*Task details*: Your answer should be the complete data, copied exactly.

[Stored data entries]

━━━━━━━━━━

use crate::caps::apply_capabilities;
use crate::config::Config;
use crate::error::{read_exact, ErrorKind, TaskError, TaskResult};
use crate::mount::RootFs;
use crate::net::enable_net;
use crate::task::start::abort;
use crate::task::TaskEnv;
use crate::util::{reset_all_signal_handlers, set_die_on_parent_exit, set_process_name};
use log::trace;
use nix::errno::Errno;
use nix::sched::CloneFlags;
use nix::sys::stat::{umask, Mode};
use nix::unistd::{chdir, execvpe, sethostname, setsid};
use std::convert::Infallible;
use std::ffi::CString;
use std::os::fd::OwnedFd;
use std::path::Path;

/// Entry point of the init, right after the namespace-creating clone.
/// Everything here runs inside the container's new namespaces; the only
/// ways out are execve or an error serialized back to the supervisor.
pub(crate) fn child_main(
    env: &TaskEnv,
    config: &Config,
    status_w: OwnedFd,
    sync_r: OwnedFd,
    sync_w: OwnedFd,
) -> ! {
    set_process_name("vessel-spawn-c");

    let error = match child_callback(env, config, sync_r, sync_w) {
        Ok(never) => match never {},
        Err(error) => error,
    };

    abort(&status_w, error)
}

fn io_errno(e: &std::io::Error) -> Errno {
    Errno::from_raw(e.raw_os_error().unwrap_or(0))
}

fn child_callback(
    env: &TaskEnv,
    config: &Config,
    sync_r: OwnedFd,
    sync_w: OwnedFd,
) -> TaskResult<Infallible> {
    drop(sync_w);

    /* Block until the intermediate has populated our netns. */
    let mut word = [0u8; 4];
    match read_exact(&sync_r, &mut word) {
        Ok(true) => {}
        Ok(false) => {
            return Err(TaskError::new(
                ErrorKind::Unknown,
                libc::ENODATA,
                "partial read from child sync pipe",
            ));
        }
        Err(e) => return Err(TaskError::os(e, "partial read from child sync pipe")),
    }
    drop(sync_r);

    reset_all_signal_handlers();

    /* Limits first, before anything that might fail because of them. */
    apply_limits(env)?;

    setsid().map_err(|e| TaskError::os(e, "setsid()"))?;

    umask(Mode::empty());

    if env.new_mount_ns {
        /* Receive propagations from the parent namespace but never leak
         * ours back. */
        RootFs::remount_root_slave()?;
    }

    if env.isolate {
        /* Remount proc so the fresh pid namespace is reflected. */
        RootFs::refresh_proc()?;
    }

    let rootfs = RootFs::new(env);

    if env.isolate {
        rootfs.prepare_loop_root()?;
    }

    if env.net_cfg.new_net_ns {
        enable_net(env)?;
    }

    if env.parent_ns.mnt.is_opened() {
        /* Somebody else's mount namespace is prescribed: join it and
         * take its root instead of constructing our own. */
        env.parent_ns.mnt.set_ns(CloneFlags::CLONE_NEWNS)?;
        env.parent_ns.root.chroot()?;
        chdir(&env.cwd)
            .map_err(|e| TaskError::os(e, format!("chdir({})", env.cwd.display())))?;
    } else {
        rootfs.mount_root_fs()?;
        rootfs.bind_directories()?;
        rootfs.remount_root_ro()?;
        rootfs.isolate_fs()?;

        chdir(&env.cwd)
            .map_err(|e| TaskError::os(e, format!("chdir({})", env.cwd.display())))?;

        set_hostname(env)?;
    }

    if env.new_mount_ns {
        /* Subcontainers will get propagation from us. */
        RootFs::remount_root_shared()?;
    }

    apply_capabilities(env.caps, &env.cred)?;

    env.cred.apply(config.log_verbose)?;

    child_exec(env, config)
}

fn apply_limits(env: &TaskEnv) -> TaskResult<()> {
    for (&resource, &(soft, hard)) in &env.rlimit {
        let lim = libc::rlimit {
            rlim_cur: soft,
            rlim_max: hard,
        };
        let ret = unsafe { libc::setrlimit(resource as _, &lim) };
        if ret < 0 {
            return Err(TaskError::os(
                Errno::last(),
                format!("setrlimit({}, {}:{})", resource, soft, hard),
            ));
        }
    }

    Ok(())
}

fn set_hostname(env: &TaskEnv) -> TaskResult<()> {
    if env.hostname.is_empty() || env.root_is_host() {
        return Ok(());
    }

    let etc_hostname = Path::new("/etc/hostname");
    if etc_hostname.exists() {
        std::fs::write(etc_hostname, format!("{}\n", env.hostname))
            .map_err(|e| TaskError::os(io_errno(&e), "write(/etc/hostname)"))?;
    }

    sethostname(&env.hostname).map_err(|e| TaskError::os(e, "sethostname()"))
}

fn child_exec(env: &TaskEnv, config: &Config) -> TaskResult<Infallible> {
    let words = env.split_command()?;

    let argv = words
        .iter()
        .map(|word| CString::new(word.as_str()))
        .collect::<Result<Vec<_>, _>>()
        .map_err(|_| TaskError::invalid("command contains NUL"))?;

    let envp = env
        .environ
        .iter()
        .map(|entry| CString::new(entry.as_str()))
        .collect::<Result<Vec<_>, _>>()
        .map_err(|_| TaskError::invalid("environment contains NUL"))?;

    if config.log_verbose {
        trace!("command={}", env.command);
        for (i, word) in words.iter().enumerate() {
            trace!("argv[{}]={}", i, word);
        }
        for (i, entry) in env.environ.iter().enumerate() {
            trace!("environ[{}]={}", i, entry);
        }
    }

    /* The user command must not inherit our death arrangement. */
    let _ = set_die_on_parent_exit(0);

    match execvpe(&argv[0], &argv, &envp) {
        Ok(never) => match never {},
        Err(e) => Err(TaskError::new(
            ErrorKind::InvalidValue,
            e as i32,
            format!(
                "execvpe({}, {}, {})",
                words[0],
                words.len(),
                env.environ.len()
            ),
        )),
    }
}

━━━━━━━━━━

*Result of the task*:
use crate::caps::apply_capabilities;
use crate::config::Config;
use crate::error::{read_exact, ErrorKind, TaskError, TaskResult};
use crate::mount::RootFs;
use crate::net::enable_net;
use crate::task::start::abort;
use crate::task::TaskEnv;
use crate::util::{reset_all_signal_handlers, set_die_on_parent_exit, set_process_name};
use log::trace;
use nix::errno::Errno;
use nix::sched::CloneFlags;
use nix::sys::stat::{umask, Mode};
use nix::unistd::{chdir, execvpe, sethostname, setsid};
use std::convert::Infallible;
use std::ffi::CString;
use std::os::fd::OwnedFd;
use std::path::Path;

/// Entry point of the init, right after the namespace-creating clone.
/// Everything here runs inside the container's new namespaces; the only
/// ways out are execve or an error serialized back to the supervisor.
pub(crate) fn child_main(
    env: &TaskEnv,
    config: &Config,
    status_w: OwnedFd,
    sync_r: OwnedFd,
    sync_w: OwnedFd,
) -> ! {
    set_process_name("vessel-spawn-c");

    let error = match child_callback(env, config, sync_r, sync_w) {
        Ok(never) => match never {},
        Err(error) => error,
    };

    abort(&status_w, error)
}

fn io_errno(e: &std::io::Error) -> Errno {
    Errno::from_raw(e.raw_os_error().unwrap_or(0))
}

fn child_callback(
    env: &TaskEnv,
    config: &Config,
    sync_r: OwnedFd,
    sync_w: OwnedFd,
) -> TaskResult<Infallible> {
    drop(sync_w);

    /* Block until the intermediate has populated our netns. */
    let mut word = [0u8; 4];
    match read_exact(&sync_r, &mut word) {
        Ok(true) => {}
        Ok(false) => {
            return Err(TaskError::new(
                ErrorKind::Unknown,
                libc::ENODATA,
                "partial read from child sync pipe",
            ));
        }
        Err(e) => return Err(TaskError::os(e, "partial read from child sync pipe")),
    }
    drop(sync_r);

    reset_all_signal_handlers();

    /* Limits first, before anything that might fail because of them. */
    apply_limits(env)?;

    setsid().map_err(|e| TaskError::os(e, "setsid()"))?;

    umask(Mode::empty());

    if env.new_mount_ns {
        /* Receive propagations from the parent namespace but never leak
         * ours back. */
        RootFs::remount_root_slave()?;
    }

    if env.isolate {
        /* Remount proc so the fresh pid namespace is reflected. */
        RootFs::refresh_proc()?;
    }

    let rootfs = RootFs::new(env);

    if env.isolate {
        rootfs.prepare_loop_root()?;
    }

    if env.net_cfg.new_net_ns {
        enable_net(env)?;
    }

    if env.parent_ns.mnt.is_opened() {
        /* Somebody else's mount namespace is prescribed: join it and
         * take its root instead of constructing our own. */
        env.parent_ns.mnt.set_ns(CloneFlags::CLONE_NEWNS)?;
        env.parent_ns.root.chroot()?;
        chdir(&env.cwd)
            .map_err(|e| TaskError::os(e, format!("chdir({})", env.cwd.display())))?;
    } else {
        rootfs.mount_root_fs()?;
        rootfs.bind_directories()?;
        rootfs.remount_root_ro()?;
        rootfs.isolate_fs()?;

        chdir(&env.cwd)
            .map_err(|e| TaskError::os(e, format!("chdir({})", env.cwd.display())))?;

        set_hostname(env)?;
    }

    if env.new_mount_ns {
        /* Subcontainers will get propagation from us. */
        RootFs::remount_root_shared()?;
    }

    apply_capabilities(env.caps, &env.cred)?;

    env.cred.apply(config.log_verbose)?;

    child_exec(env, config)
}

fn apply_limits(env: &TaskEnv) -> TaskResult<()> {
    for (&resource, &(soft, hard)) in &env.rlimit {
        let lim = libc::rlimit {
            rlim_cur: soft,
            rlim_max: hard,
        };
        let ret = unsafe { libc::setrlimit(resource as _, &lim) };
        if ret < 0 {
            return Err(TaskError::os(
                Errno::last(),
                format!("setrlimit({}, {}:{})", resource, soft, hard),
            ));
        }
    }

    Ok(())
}

fn set_hostname(env: &TaskEnv) -> TaskResult<()> {
    if env.hostname.is_empty() || env.root_is_host() {
        return Ok(());
    }

    let etc_hostname = Path::new("/etc/hostname");
    if etc_hostname.exists() {
        std::fs::write(etc_hostname, format!("{}\n", env.hostname))
            .map_err(|e| TaskError::os(io_errno(&e), "write(/etc/hostname)"))?;
    }

    sethostname(&env.hostname).map_err(|e| TaskError::os(e, "sethostname()"))
}

fn child_exec(env: &TaskEnv, config: &Config) -> TaskResult<Infallible> {
    let words = env.split_command()?;

    let argv = words
        .iter()
        .map(|word| CString::new(word.as_str()))
        .collect::<Result<Vec<_>, _>>()
        .map_err(|_| TaskError::invalid("command contains NUL"))?;

    let envp = env
        .environ
        .iter()
        .map(|entry| CString::new(entry.as_str()))
        .collect::<Result<Vec<_>, _>>()
        .map_err(|_| TaskError::invalid("environment contains NUL"))?;

    if config.log_verbose {
        trace!("command={}", env.command);
        for (i, word) in words.iter().enumerate() {
            trace!("argv[{}]={}", i, word);
        }
        for (i, entry) in env.environ.iter().enumerate() {
            trace!("environ[{}]={}", i, entry);
        }
    }

    /* The user command must not inherit our death arrangement. */
    let _ = set_die_on_parent_exit(0);

    match execvpe(&argv[0], &argv, &envp) {
        Ok(never) => match never {},
        Err(e) => Err(TaskError::new(
            ErrorKind::InvalidValue,
            e as i32,
            format!(
                "execvpe({}, {}, {})",
                words[0],
                words.len(),
                env.environ.len()
            ),
        )),
    }
}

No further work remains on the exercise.